O perigo real, na visão das mães, está próximo de suas casas. “A prostituição, o tráfico de drogas e o roubo se constituem, para elas, nos referenciais que requerem, de imediato, maior cuidado e proteção com relação aos filhos”, declara. Sandra Araújo afirma que essas mulheres consideram o fato de os filhos estarem vendendo no sinal uma garantia de segurança. “Não dá para a criança ser feliz cercada por tanta violência. Tento, ao máximo, fazer meus filhos terem atividades, fora da favela, como judô e capoeira. Já que morar aqui é o jeito, quero que os meninos preencham os pensamentos com coisas saudáveis”, declara Simone, mãe de um filho de sete anos e de uma filha de dois.

A antropóloga não considera que as mães de crianças e adolescentes que vivem em situação de rua sejam diferentes das outras mães. “Elas enfrentam dilemas e conflitos e tomam atitudes de acordo com os desafios que são impostos pelas necessidades cotidianas”, enfatiza Sandra Araújo, que também é educadora.

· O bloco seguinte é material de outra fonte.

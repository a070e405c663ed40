//! Server error handling with Sentry integration.
//!
//! Route handlers return `Result<T, AppError>`. Server-side failures are
//! captured to Sentry before the client gets a JSON `{"message": ...}` body.

use axum::{
    Json,
    http::StatusCode,
    response::{IntoResponse, Response},
};
use serde::Serialize;
use thiserror::Error;

use crate::services::email::MailError;

/// Message returned when the welcome email could not be sent.
pub const WELCOME_EMAIL_FAILED: &str = "Failed to send welcome email.";

/// Application-level error type for the server.
#[derive(Debug, Error)]
pub enum AppError {
    /// Sending the welcome email failed.
    #[error("Mail error: {0}")]
    Mail(#[from] MailError),

    /// Email sending is not configured on this server.
    #[error("Email is not configured")]
    MailDisabled,

    /// Bad request from client.
    #[error("Bad request: {0}")]
    BadRequest(String),

    /// Internal server error.
    #[error("Internal error: {0}")]
    Internal(String),
}

/// JSON error body.
#[derive(Debug, Serialize)]
pub struct ErrorBody {
    pub message: String,
}

impl IntoResponse for AppError {
    fn into_response(self) -> Response {
        // Capture server errors to Sentry
        if matches!(self, Self::Mail(_) | Self::MailDisabled | Self::Internal(_)) {
            let event_id = sentry::capture_error(&self);
            tracing::error!(
                error = %self,
                sentry_event_id = %event_id,
                "Request error"
            );
        }

        let status = match &self {
            Self::Mail(_) | Self::MailDisabled | Self::Internal(_) => {
                StatusCode::INTERNAL_SERVER_ERROR
            }
            Self::BadRequest(_) => StatusCode::BAD_REQUEST,
        };

        // Don't expose internal error details to clients
        let message = match &self {
            Self::Mail(_) | Self::MailDisabled => WELCOME_EMAIL_FAILED.to_string(),
            Self::Internal(_) => "Internal server error".to_string(),
            Self::BadRequest(msg) => msg.clone(),
        };

        (status, Json(ErrorBody { message })).into_response()
    }
}

/// Result type alias for `AppError`.
pub type Result<T> = std::result::Result<T, AppError>;

/// Set the Sentry user context.
///
/// Called when a session starts so errors are associated with the user.
pub fn set_sentry_user(user_id: &impl ToString, email: Option<&str>) {
    sentry::configure_scope(|scope| {
        scope.set_user(Some(sentry::User {
            id: Some(user_id.to_string()),
            email: email.map(String::from),
            ..Default::default()
        }));
    });
}

/// Clear the Sentry user context.
pub fn clear_sentry_user() {
    sentry::configure_scope(|scope| {
        scope.set_user(None);
    });
}

/// Record a user action as a Sentry breadcrumb.
///
/// ```rust,ignore
/// add_breadcrumb("cart", "Added to cart", Some(&[("product_id", "p1")]));
/// ```
pub fn add_breadcrumb(category: &str, message: &str, data: Option<&[(&str, &str)]>) {
    let mut breadcrumb = sentry::Breadcrumb {
        category: Some(category.to_string()),
        message: Some(message.to_string()),
        level: sentry::Level::Info,
        ..Default::default()
    };

    for (key, value) in data.unwrap_or_default() {
        breadcrumb.data.insert(
            (*key).to_string(),
            serde_json::Value::String((*value).to_string()),
        );
    }

    sentry::add_breadcrumb(breadcrumb);
}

Rita, mãe de duas crianças que trabalham na rua e que foi ouvida na pesquisa, acredita que dar carinho significa educar os filhos para serem independentes. “Um dia meu filho olhou para mim e implorou para eu cuidar da minha saúde. Ele dizia que não conseguiria sobreviver sem mim, que ficaria sozinho no mundo. Apesar de gostar muito dele, encarei-o e disse, de forma firme: Ninguém morre porque alguém morreu! A pessoa tem de continuar lutando, sem ficar dependendo de ninguém”, enfatiza.

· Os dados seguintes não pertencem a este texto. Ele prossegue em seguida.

//! User-facing side effects: notifications and navigation.
//!
//! Stores and the checkout flow never render anything. Whatever the user
//! should see (a toast, a redirect, a data refresh) is sent to a [`Shell`],
//! which the embedding front end implements. Tests use [`RecordingShell`].

use std::fmt;
use std::sync::{Mutex, PoisonError};
use std::time::Duration;

use mangaverse_core::{OrderId, ProductId};

/// Severity of a notification.
#[derive(Debug, Clone, Copy, PartialEq, Eq, Hash)]
pub enum NoticeLevel {
    Success,
    Error,
    Info,
    /// A pending operation; stays up until dismissed by id.
    Loading,
}

/// A transient message for the user (a toast).
#[derive(Debug, Clone, PartialEq, Eq)]
pub struct Notification {
    pub level: NoticeLevel,
    pub message: String,
    /// Stable id for notifications that are dismissed later.
    pub id: Option<&'static str>,
}

impl Notification {
    pub fn success(message: impl Into<String>) -> Self {
        Self::new(NoticeLevel::Success, message)
    }

    pub fn error(message: impl Into<String>) -> Self {
        Self::new(NoticeLevel::Error, message)
    }

    pub fn info(message: impl Into<String>) -> Self {
        Self::new(NoticeLevel::Info, message)
    }

    /// A loading notification with a dismiss id.
    pub fn loading(id: &'static str, message: impl Into<String>) -> Self {
        Self {
            id: Some(id),
            ..Self::new(NoticeLevel::Loading, message)
        }
    }

    fn new(level: NoticeLevel, message: impl Into<String>) -> Self {
        Self {
            level,
            message: message.into(),
            id: None,
        }
    }
}

/// Navigation targets of the storefront.
#[derive(Debug, Clone, PartialEq, Eq)]
pub enum Route {
    Home,
    Shop,
    Product(ProductId),
    Cart,
    Checkout,
    Login,
    Register,
    ForgotPassword,
    OrderConfirmation(OrderId),
    MyOrders,
}

impl Route {
    /// URL path of the route.
    #[must_use]
    pub fn path(&self) -> String {
        match self {
            Self::Home => "/".to_string(),
            Self::Shop => "/shop".to_string(),
            Self::Product(id) => format!("/product/{id}"),
            Self::Cart => "/cart".to_string(),
            Self::Checkout => "/checkout".to_string(),
            Self::Login => "/auth/login".to_string(),
            Self::Register => "/auth/register".to_string(),
            Self::ForgotPassword => "/auth/forgot-password".to_string(),
            Self::OrderConfirmation(id) => format!("/order-confirmation?orderId={id}"),
            Self::MyOrders => "/user/orders".to_string(),
        }
    }
}

impl fmt::Display for Route {
    fn fmt(&self, f: &mut fmt::Formatter<'_>) -> fmt::Result {
        f.write_str(&self.path())
    }
}

/// The presentation layer, as seen by stores and flows.
pub trait Shell: Send + Sync {
    /// Show a notification.
    fn notify(&self, notification: Notification);

    /// Dismiss a notification previously shown with `id`.
    fn dismiss(&self, id: &str);

    /// Navigate immediately.
    fn navigate(&self, route: Route);

    /// Navigate once `delay` has elapsed, leaving time to read a notification.
    fn navigate_after(&self, route: Route, delay: Duration);

    /// Re-fetch data shown on the current view.
    fn refresh(&self);
}

/// Everything a [`RecordingShell`] has been asked to do.
#[derive(Debug, Clone, PartialEq, Eq)]
pub enum ShellEvent {
    Notify(Notification),
    Dismiss(String),
    Navigate(Route),
    NavigateAfter(Route, Duration),
    Refresh,
}

/// A shell that records events in order.
#[derive(Debug, Default)]
pub struct RecordingShell {
    events: Mutex<Vec<ShellEvent>>,
}

impl RecordingShell {
    #[must_use]
    pub fn new() -> Self {
        Self::default()
    }

    /// Snapshot of all recorded events.
    #[must_use]
    pub fn events(&self) -> Vec<ShellEvent> {
        self.lock().clone()
    }

    /// Recorded notifications only.
    #[must_use]
    pub fn notifications(&self) -> Vec<Notification> {
        self.lock()
            .iter()
            .filter_map(|event| match event {
                ShellEvent::Notify(n) => Some(n.clone()),
                _ => None,
            })
            .collect()
    }

    /// Messages of recorded notifications at `level`.
    #[must_use]
    pub fn messages(&self, level: NoticeLevel) -> Vec<String> {
        self.notifications()
            .into_iter()
            .filter(|n| n.level == level)
            .map(|n| n.message)
            .collect()
    }

    /// The most recent navigation target, immediate or delayed.
    #[must_use]
    pub fn last_route(&self) -> Option<Route> {
        self.lock().iter().rev().find_map(|event| match event {
            ShellEvent::Navigate(route) | ShellEvent::NavigateAfter(route, _) => {
                Some(route.clone())
            }
            _ => None,
        })
    }

    /// Forget everything recorded so far.
    pub fn clear(&self) {
        self.lock().clear();
    }

    fn lock(&self) -> std::sync::MutexGuard<'_, Vec<ShellEvent>> {
        self.events.lock().unwrap_or_else(PoisonError::into_inner)
    }

    fn push(&self, event: ShellEvent) {
        self.lock().push(event);
    }
}

impl Shell for RecordingShell {
    fn notify(&self, notification: Notification) {
        self.push(ShellEvent::Notify(notification));
    }

    fn dismiss(&self, id: &str) {
        self.push(ShellEvent::Dismiss(id.to_owned()));
    }

    fn navigate(&self, route: Route) {
        self.push(ShellEvent::Navigate(route));
    }

    fn navigate_after(&self, route: Route, delay: Duration) {
        self.push(ShellEvent::NavigateAfter(route, delay));
    }

    fn refresh(&self) {
        self.push(ShellEvent::Refresh);
    }
}

/// A shell that reports everything through `tracing`.
///
/// Used by headless front ends such as the CLI, where there is no view to
/// navigate; navigation is logged at debug level.
#[derive(Debug, Default, Clone, Copy)]
pub struct TracingShell;

impl Shell for TracingShell {
    fn notify(&self, notification: Notification) {
        match notification.level {
            NoticeLevel::Success | NoticeLevel::Info => {
                tracing::info!("{}", notification.message);
            }
            NoticeLevel::Error => tracing::error!("{}", notification.message),
            NoticeLevel::Loading => tracing::info!("{}", notification.message),
        }
    }

    fn dismiss(&self, _id: &str) {}

    fn navigate(&self, route: Route) {
        tracing::debug!(route = %route, "navigate");
    }

    fn navigate_after(&self, route: Route, delay: Duration) {
        tracing::debug!(route = %route, delay_ms = delay.as_millis(), "navigate (delayed)");
    }

    fn refresh(&self) {
        tracing::debug!("refresh");
    }
}

#[cfg(test)]
mod tests {
    use super::*;

    #[test]
    fn route_paths() {
        assert_eq!(Route::Home.path(), "/");
        assert_eq!(Route::Product(ProductId::new("p1")).path(), "/product/p1");
        assert_eq!(
            Route::OrderConfirmation(OrderId::new("o-42")).to_string(),
            "/order-confirmation?orderId=o-42"
        );
    }

    #[test]
    fn recording_shell_keeps_order() {
        let shell = RecordingShell::new();
        shell.notify(Notification::loading("work", "Working..."));
        shell.dismiss("work");
        shell.navigate(Route::Cart);
        shell.navigate_after(Route::Home, Duration::from_millis(1500));

        assert_eq!(shell.events().len(), 4);
        assert_eq!(shell.last_route(), Some(Route::Home));
        assert_eq!(shell.messages(NoticeLevel::Loading), vec!["Working..."]);

        shell.clear();
        assert!(shell.events().is_empty());
    }
}
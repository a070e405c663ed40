//! PayPal widget callbacks.
//!
//! The PayPal widget creates and captures the payment itself. The flow only
//! supplies the purchase unit for `createOrder`, then records the captured
//! payment with the order service on approval.

use chrono::Utc;
use mangaverse_core::{CurrencyCode, OrderId, PaymentMethod};
use serde::Serialize;
use tracing::{info, instrument, warn};

use super::{CheckoutError, CheckoutFlow, order_lines, validate_shipping};
use crate::api::types::{CreateOrderResponse, OrderRequest, PaypalCapture};
use crate::shell::Notification;
use crate::stores::{AuthStore, CartStore};

/// Currency of PayPal payments.
pub const PAYPAL_CURRENCY: CurrencyCode = CurrencyCode::USD;

/// Amount block of a purchase unit.
#[derive(Debug, Clone, PartialEq, Eq, Serialize)]
pub struct PurchaseAmount {
    pub value: String,
    pub currency_code: CurrencyCode,
}

/// What the widget's `createOrder` callback hands to PayPal.
#[derive(Debug, Clone, PartialEq, Eq, Serialize)]
pub struct PurchaseUnit {
    pub amount: PurchaseAmount,
    pub description: String,
}

impl CheckoutFlow {
    /// Purchase unit for the current cart total.
    #[must_use]
    pub fn paypal_purchase_unit(&self, cart: &CartStore) -> PurchaseUnit {
        PurchaseUnit {
            amount: PurchaseAmount {
                value: cart.total_price().to_fixed(),
                currency_code: PAYPAL_CURRENCY,
            },
            description: format!("MangaVerse Order: {}", Utc::now().timestamp_millis()),
        }
    }

    /// Record a captured PayPal payment as an order.
    ///
    /// # Errors
    ///
    /// Returns a [`CheckoutError`] after notifying the user. The payment has
    /// already been captured at that point, so the user is asked to contact
    /// support when the server refuses the order.
    #[instrument(skip_all, fields(capture_id = %capture.id))]
    pub async fn approve_paypal(
        &mut self,
        capture: PaypalCapture,
        cart: &mut CartStore,
        auth: &AuthStore,
    ) -> Result<OrderId, CheckoutError> {
        self.shell
            .notify(Notification::success("Payment successful via PayPal!"));

        let token = self.require_order_context(cart, auth)?;
        let shipping = validate_shipping(&self.shipping_form).map_err(|e| self.reject(e))?;

        let request = OrderRequest {
            order_items: order_lines(cart),
            shipping_address: shipping,
            payment_method: PaymentMethod::PayPal,
            payment_details: None,
            payment_result: Some(capture),
            total_amount: cart.total_price(),
        };

        match self.api.create_order(token, &request).await {
            Ok(CreateOrderResponse {
                success: true,
                order: Some(order),
                ..
            }) => {
                info!(order_id = %order.id, "PayPal order placed");
                self.order_placed = true;
                self.finish(cart, &order.id);
                Ok(order.id)
            }
            Ok(response) => {
                warn!(message = ?response.message, "order refused after PayPal capture");
                self.shell.notify(Notification::error(
                    "Failed to create order after PayPal payment. Please contact support.",
                ));
                Err(CheckoutError::Rejected(
                    response.message.unwrap_or_else(|| "order not created".to_owned()),
                ))
            }
            Err(e) => {
                warn!(error = %e, "order request failed after PayPal capture");
                self.shell.notify(Notification::error(
                    "PayPal payment failed or was cancelled. Please try again.",
                ));
                Err(e.into())
            }
        }
    }

    /// The user closed the PayPal window.
    pub fn cancel_paypal(&self) {
        info!("PayPal payment cancelled");
        self.shell.notify(Notification::info("PayPal payment cancelled."));
    }

    /// The widget reported an error.
    pub fn paypal_error(&self, detail: &str) {
        warn!(detail, "PayPal widget error");
        self.shell.notify(Notification::error(
            "An error occurred with PayPal. Please try again.",
        ));
    }
}
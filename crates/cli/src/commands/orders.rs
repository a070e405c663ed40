//! Order history.

use tracing::info;

use super::{CommandError, Context};

/// List the signed-in user's orders.
///
/// # Errors
///
/// Returns an error when signed out or when the request fails.
pub async fn list(ctx: &Context) -> Result<(), CommandError> {
    let orders = ctx.account()?.my_orders(&ctx.auth()).await?;
    if orders.is_empty() {
        info!("You have not placed any orders yet.");
        return Ok(());
    }

    for order in &orders {
        info!(
            "{}  {}  {}  {}  ${}",
            order.id,
            order.created_at.format("%Y-%m-%d"),
            order.status,
            order.payment_method.map_or("Other", |method| method.label()),
            order.total_amount.to_fixed()
        );
        for line in &order.order_items {
            info!("    {} x{}  ${}", line.name, line.quantity, line.price.to_fixed());
        }
    }
    Ok(())
}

Sandra Araújo explica que o abandono é considerado, socialmente, como uma atitude maléfica, porque fere o “dogma” do amor materno. A imagem do abandono é vista como ausência de amor e irresponsabilidade. “Entretanto, abandonar também pode implicar o salvamento do filho. No Brasil, isto não é novo. Basta olhar para as mães pobres da época da colônia que deixavam seus filhos nas rodas na Santa Casa de Misericórdia. Na atualidade, os orfanatos e abrigos tomaram o lugar das rodas”, diz. A antropóloga aponta a falta de atenção das políticas públicas como principal responsável pela condição de rua das crianças. “Os programas políticos não podem só amenizar a pobreza, mas têm de ser alternativas para que os pobres passem a gerar riqueza. Não basta somente dar dinheiro ou comida. Isso só faz a situação de mendicância se perpetuar”, analisa Sandra Araújo.